Faculty of Business Administration, Ono Academic College, 104 Zahal Street, Kiryat Ono 55000, Israel.
Faculty of Business Administration, Ono Academic College, 104 Zahal Street, Kiryat Ono 55000, Israel; Faculty of Business Administration, Peres Academic Center, 10 Shimon Peres Street, Rehovot, 7610202, Israel.
J Biomed Inform. 2022 Feb;126:103986. doi: 10.1016/j.jbi.2022.103986. Epub 2022 Jan 7.

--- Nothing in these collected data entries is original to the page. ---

use std::sync::Arc;

use serde::Serialize;

use crate::common::GateError;
use crate::config::AppConfig;
use crate::services::IdentityProvider;

/// Identity of a caller that passed the admin check
#[derive(Debug, Clone, PartialEq, Eq, Serialize)]
pub struct AdminSession {
    pub user_id: String,
    pub session_id: String,
}

/// Restricts the `/admin` subtree to the single configured account.
///
/// Every request is checked on its own; the decision is never cached.
#[derive(Clone)]
pub struct AdminGate {
    provider: Arc<dyn IdentityProvider>,
    admin_email: String,
    sign_in_path: String,
}

impl AdminGate {
    pub fn new(
        provider: Arc<dyn IdentityProvider>,
        admin_email: impl Into<String>,
        sign_in_path: impl Into<String>,
    ) -> Self {
        Self {
            provider,
            admin_email: admin_email.into(),
            sign_in_path: sign_in_path.into(),
        }
    }

    pub fn from_config(provider: Arc<dyn IdentityProvider>, config: &AppConfig) -> Self {
        Self::new(provider, &config.admin_email, &config.sign_in_path)
    }

    pub async fn require_admin(
        &self,
        session_ref: Option<&str>,
        requested_path: &str,
    ) -> Result<AdminSession, GateError> {
        let unauthenticated = || GateError::Unauthenticated {
            redirect_url: requested_path.to_string(),
        };

        let session_ref = match session_ref.map(str::trim).filter(|s| !s.is_empty()) {
            Some(s) => s,
            None => return Err(unauthenticated()),
        };

        let session = match self.provider.resolve_session(session_ref).await? {
            Some(session) => session,
            None => return Err(unauthenticated()),
        };

        let emails = self.provider.fetch_account_emails(&session.user_id).await?;
        if !emails.contains(&self.admin_email) {
            log::warn!(
                "user {} denied access to {}: not the admin account",
                session.user_id,
                requested_path
            );
            return Err(GateError::Forbidden);
        }

        Ok(AdminSession {
            user_id: session.user_id,
            session_id: session.session_id,
        })
    }

    /// Where a rejected caller is sent. Identity failures have no redirect.
    pub fn redirect_location(&self, err: &GateError) -> Option<String> {
        match err {
            GateError::Unauthenticated { redirect_url } => Some(format!(
                "{}?redirect_url={}",
                self.sign_in_path, redirect_url
            )),
            GateError::Forbidden => Some("/".to_string()),
            GateError::Identity(_) => None,
        }
    }
}

#[cfg(test)]
pub mod admin_gate_tests {
    use std::collections::HashSet;

    use super::*;
    use crate::common::IdentityError;
    use crate::services::{MockIdentityProvider, SessionInfo};

    fn session() -> SessionInfo {
        SessionInfo {
            user_id: "user_1".to_string(),
            session_id: "sess_1".to_string(),
        }
    }

    fn provider_with_emails(emails: &'static [&'static str]) -> MockIdentityProvider {
        let mut mock = MockIdentityProvider::new();
        mock.expect_resolve_session()
            .withf(|s| s == "sess_1")
            .returning(|_| Box::pin(async { Ok(Some(session())) }));
        mock.expect_fetch_account_emails()
            .withf(|u| u == "user_1")
            .returning(move |_| {
                let set: HashSet<String> = emails.iter().map(|e| e.to_string()).collect();
                Box::pin(async move { Ok(set) })
            });
        mock
    }

    fn gate(mock: MockIdentityProvider, admin_email: &str) -> AdminGate {
        AdminGate::new(Arc::new(mock), admin_email, "/sign-in")
    }

    #[tokio::test]
    async fn test_missing_session_redirects_to_sign_in() {
        let mut mock = MockIdentityProvider::new();
        mock.expect_resolve_session().never();
        mock.expect_fetch_account_emails().never();
        let gate = gate(mock, "a@x.com");

        for session_ref in [None, Some(""), Some("   ")] {
            let err = gate
                .require_admin(session_ref, "/admin/dashboard")
                .await
                .unwrap_err();
            assert_eq!(
                gate.redirect_location(&err).as_deref(),
                Some("/sign-in?redirect_url=/admin/dashboard")
            );
        }
    }

    #[tokio::test]
    async fn test_unresolvable_session_redirects_with_requested_path() {
        let mut mock = MockIdentityProvider::new();
        mock.expect_resolve_session()
            .returning(|_| Box::pin(async { Ok(None) }));
        mock.expect_fetch_account_emails().never();
        let gate = gate(mock, "a@x.com");

        let err = gate
            .require_admin(Some("sess_gone"), "/admin/projects")
            .await
            .unwrap_err();
        match &err {
            GateError::Unauthenticated { redirect_url } => assert_eq!(redirect_url, "/admin/projects"),
            other => panic!("expected Unauthenticated, got {other:?}"),
        }
    }

    #[tokio::test]
    async fn test_non_admin_redirects_home() {
        let gate = gate(provider_with_emails(&["a@x.com"]), "b@x.com");

        let err = gate
            .require_admin(Some("sess_1"), "/admin/dashboard")
            .await
            .unwrap_err();
        assert!(matches!(err, GateError::Forbidden));
        assert_eq!(gate.redirect_location(&err).as_deref(), Some("/"));
    }

    #[tokio::test]
    async fn test_admin_passes_with_identifiers() {
        let gate = gate(provider_with_emails(&["a@x.com"]), "a@x.com");

        let admin = gate
            .require_admin(Some("sess_1"), "/admin/dashboard")
            .await
            .unwrap();
        assert_eq!(
            admin,
            AdminSession {
                user_id: "user_1".to_string(),
                session_id: "sess_1".to_string(),
            }
        );
    }

    #[tokio::test]
    async fn test_admin_among_several_addresses() {
        let gate = gate(provider_with_emails(&["work@x.com", "a@x.com"]), "a@x.com");
        assert!(gate.require_admin(Some("sess_1"), "/admin").await.is_ok());
    }

    #[tokio::test]
    async fn test_email_match_is_exact() {
        let gate = gate(provider_with_emails(&["A@X.com"]), "a@x.com");
        let err = gate.require_admin(Some("sess_1"), "/admin").await.unwrap_err();
        assert!(matches!(err, GateError::Forbidden));
    }

    #[tokio::test]
    async fn test_identity_failure_propagates_without_redirect() {
        let mut mock = MockIdentityProvider::new();
        mock.expect_resolve_session().returning(|_| {
            Box::pin(async {
                Err(IdentityError::Status {
                    url: "https://api.clerk.dev/v1/sessions/sess_1".to_string(),
                    status: 502,
                })
            })
        });
        let gate = gate(mock, "a@x.com");

        let err = gate.require_admin(Some("sess_1"), "/admin").await.unwrap_err();
        assert!(matches!(err, GateError::Identity(_)));
        assert_eq!(gate.redirect_location(&err), None);
    }

    #[tokio::test]
    async fn test_each_request_asks_the_provider_again() {
        let mut mock = MockIdentityProvider::new();
        mock.expect_resolve_session()
            .times(2)
            .returning(|_| Box::pin(async { Ok(Some(session())) }));
        mock.expect_fetch_account_emails()
            .times(2)
            .returning(|_| Box::pin(async { Ok(HashSet::from(["a@x.com".to_string()])) }));
        let gate = gate(mock, "a@x.com");

        assert!(gate.require_admin(Some("sess_1"), "/admin").await.is_ok());
        assert!(gate.require_admin(Some("sess_1"), "/admin/dashboard").await.is_ok());
    }
}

Non-alcoholic fatty liver disease (NAFLD) affects 25% of the population worldwide, and its prevalence is anticipated to increase globally. While most NAFLD patients are asymptomatic, NAFLD may progress to fibrosis, cirrhosis, cardiovascular disease, and diabetes. Research reports, with daunting results, show the challenge that NAFLD's burden causes to global population health. The current process for identifying fibrosis risk levels is inefficient, expensive, does not cover all potential populations, and does not identify the risk in time. Instead of invasive liver biopsies, we implemented a non-invasive fibrosis assessment process calculated from clinical data (accessed via EMRs/EHRs). We stratified patients' risks for fibrosis from 2007 to 2017 by modeling the risk in 5579 individuals. The process involved time-series machine learning models (Hidden Markov Models and Group-Based Trajectory Models) profiled fibrosis risk by modeling patients' latent medical status resulted in three groups. The high-risk group had abnormal lab test values and a higher prevalence of chronic conditions. This study can help overcome the inefficient, traditional process of detecting fibrosis via biopsies (that are also medically unfeasible due to their invasive nature, the medical resources involved, and costs) at early stages. Thus longitudinal risk assessment may be used to make population-specific medical recommendations targeting early detection of high risk patients, to avoid the development of fibrosis disease and its complications as well as decrease healthcare costs.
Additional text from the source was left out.